Le repas sera conclus par une infusion, présentée dans un élégant service très épuré. Moment idéal pour discuter avec Akiko, très loquace et excellemment agréable. En effet, ce qui fait la force d’Aronia de Takazawa, au-delà de plats rivalisant d’esthétisme, souvent très bien calibrés et basés sur des ingrédients excellents, c’est son ambiance. Le fait de n’avoir que deux tables pourrait rendre l’expérience intimidante. Il n’en est toutefois rien, et ce surtout grâce à la gentillesse et à la bonne humeur d’Akiko. On se sent donc là parfaitement comme à la table de bons amis, heureux de nous accueillir et de nous faire vivre un moment agréable. A ce point de vue, c’est un vrai tour de force.
Dernière particularité du restaurant, les vins. Ceux proposés sont en effet principalement issus de la production locales. Oui, il existe bien des vins japonais, et ceux qui nous furent proposés furent dans l’ensemble très bons, en tout cas plus à mon goût que beaucoup des productions du “Nouveau Monde”.
Le seul point noir du restaurant concerne l’addition. Le prix des menus s’échelonne de 16 000 JPY (7 plats) à 24 000 JPY (11 plats). C’est ce dernier que nous avions choisi, ce qui représentait environ 190 EUR lors de notre voyage. Bref, on n’est pas loin du prix d’un repas dans un restaurant 3* parisien, surtout lorsque l’on ajoute le prix des boissons. Pour ce prix là, on a droit à un repas basé sur des ingrédients le plus souvent impeccables, voire exceptionnels pour certains, bien apprêtés, et mis en scène de manière spectaculaire. La cuisine est en comparaison, plutôt simple, mais tout en minutie. On n’est toutefois pas au niveau des tous meilleurs restaurants, les préparations manquant peut-être de cet élan, de ce génie faisant les grands plats.
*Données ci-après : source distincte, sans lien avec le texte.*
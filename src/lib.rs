//! # Bitva client
//!
//! `bitva` is the client side of the Bitva trading platform: an authenticated HTTP
//! client for the platform API, a route guard that decides whether a protected view may
//! be shown, and a command-line front end over both.
//!
//! ## Session
//!
//! Credentials live in a [`session::SessionStore`] injected into every consumer. The
//! CLI uses a JSON file; tests and embedders can use the in-memory store. The store is
//! read fresh on every request and every guard check.
//!
//! ## Token lifecycle
//!
//! - **Sign-in** persists the access token and display identity, and sets a default
//!   bearer header on the client.
//! - **Every request** carries `Authorization: Bearer <token>` from the store.
//! - **Any 401** purges the stored token and the default header before the error
//!   reaches the caller.
//! - **Sign-out** clears the local session whether or not the API acknowledged it.
//!
//! The guard only decodes the token's `exp` claim; it never verifies signatures.
//! Revocation is enforced by the API.

pub mod api;
pub mod cli;
pub mod features;
pub mod guard;
pub mod session;

pub const APP_USER_AGENT: &str = concat!(env!("CARGO_PKG_NAME"), "/", env!("CARGO_PKG_VERSION"),);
En revanche, l’ambiance, le service, sont proprement exceptionnels. On y passe donc un moment inoubliable. Après une journée maussade, la seule durant laquelle il plu vraiment, et qui marquait la toute dernière semaine du voyage, nous étions arrivés d’humeur plutôt tristoune. En sortant du restaurant accompagnés de toute l’équipe, nous tenant un parapluie pour éviter que nous ne prenions l’eau jusqu’au taxi, nous avions retrouvé le sourire et la bonne humeur. Rien que pour cela, Aronia de Takazawa mérite une vive recommandation.